• Exercise aim: All lines from the opening of the entries below through the line containing "not be read" must be output exactly as they appear, with no other lines.

• Supplied records:
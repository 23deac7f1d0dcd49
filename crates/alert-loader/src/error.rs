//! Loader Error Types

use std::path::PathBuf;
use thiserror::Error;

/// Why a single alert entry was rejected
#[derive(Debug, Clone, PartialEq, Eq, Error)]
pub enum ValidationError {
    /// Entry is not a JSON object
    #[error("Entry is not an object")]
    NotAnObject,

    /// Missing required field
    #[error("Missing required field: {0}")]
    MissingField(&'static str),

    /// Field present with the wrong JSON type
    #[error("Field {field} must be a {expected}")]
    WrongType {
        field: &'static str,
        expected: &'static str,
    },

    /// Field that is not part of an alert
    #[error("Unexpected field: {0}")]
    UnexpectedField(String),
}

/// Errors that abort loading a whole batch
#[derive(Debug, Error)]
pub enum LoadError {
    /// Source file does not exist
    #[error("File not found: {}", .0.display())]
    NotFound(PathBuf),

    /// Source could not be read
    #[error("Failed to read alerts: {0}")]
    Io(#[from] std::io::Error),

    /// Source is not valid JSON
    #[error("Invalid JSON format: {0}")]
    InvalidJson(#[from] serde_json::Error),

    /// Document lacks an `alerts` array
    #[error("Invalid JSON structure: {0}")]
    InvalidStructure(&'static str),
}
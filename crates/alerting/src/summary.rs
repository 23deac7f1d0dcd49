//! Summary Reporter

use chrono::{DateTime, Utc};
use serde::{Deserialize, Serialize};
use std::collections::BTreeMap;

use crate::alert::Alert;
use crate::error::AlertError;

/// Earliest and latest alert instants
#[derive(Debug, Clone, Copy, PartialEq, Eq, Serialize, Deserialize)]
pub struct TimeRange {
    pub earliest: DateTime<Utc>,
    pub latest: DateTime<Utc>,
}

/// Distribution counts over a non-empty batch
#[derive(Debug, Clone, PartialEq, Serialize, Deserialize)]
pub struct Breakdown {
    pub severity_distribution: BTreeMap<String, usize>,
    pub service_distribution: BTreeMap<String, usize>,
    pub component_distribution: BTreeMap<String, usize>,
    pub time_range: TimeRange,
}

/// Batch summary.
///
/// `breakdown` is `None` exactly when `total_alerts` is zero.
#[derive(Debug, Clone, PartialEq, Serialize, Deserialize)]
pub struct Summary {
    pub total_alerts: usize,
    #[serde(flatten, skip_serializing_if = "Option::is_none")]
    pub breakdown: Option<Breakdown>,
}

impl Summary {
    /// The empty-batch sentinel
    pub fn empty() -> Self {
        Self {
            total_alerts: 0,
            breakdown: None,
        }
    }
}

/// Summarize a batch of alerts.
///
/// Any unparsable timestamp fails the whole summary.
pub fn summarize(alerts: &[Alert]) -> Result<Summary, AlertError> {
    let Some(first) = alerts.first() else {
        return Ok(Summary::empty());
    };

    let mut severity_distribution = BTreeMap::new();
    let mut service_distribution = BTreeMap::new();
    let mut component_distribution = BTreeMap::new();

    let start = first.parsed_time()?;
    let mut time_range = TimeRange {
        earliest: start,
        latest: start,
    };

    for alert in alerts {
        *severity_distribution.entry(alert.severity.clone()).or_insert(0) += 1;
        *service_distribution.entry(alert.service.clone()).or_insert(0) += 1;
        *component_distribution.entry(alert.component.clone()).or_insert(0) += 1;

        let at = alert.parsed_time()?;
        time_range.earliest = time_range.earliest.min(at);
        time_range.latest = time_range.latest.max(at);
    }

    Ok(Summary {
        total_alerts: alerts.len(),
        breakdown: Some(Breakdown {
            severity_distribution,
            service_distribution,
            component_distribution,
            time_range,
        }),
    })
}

• Expected answer:
repository 23deac7f1d0dcd49
filename crates/alert-loader/src/error.rs
//! Loader Error Types

use std::path::PathBuf;
use thiserror::Error;

/// Why a single alert entry was rejected
#[derive(Debug, Clone, PartialEq, Eq, Error)]
pub enum ValidationError {
    /// Entry is not a JSON object
    #[error("Entry is not an object")]
    NotAnObject,

    /// Missing required field
    #[error("Missing required field: {0}")]
    MissingField(&'static str),

    /// Field present with the wrong JSON type
    #[error("Field {field} must be a {expected}")]
    WrongType {
        field: &'static str,
        expected: &'static str,
    },

    /// Field that is not part of an alert
    #[error("Unexpected field: {0}")]
    UnexpectedField(String),
}

/// Errors that abort loading a whole batch
#[derive(Debug, Error)]
pub enum LoadError {
    /// Source file does not exist
    #[error("File not found: {}", .0.display())]
    NotFound(PathBuf),

    /// Source could not be read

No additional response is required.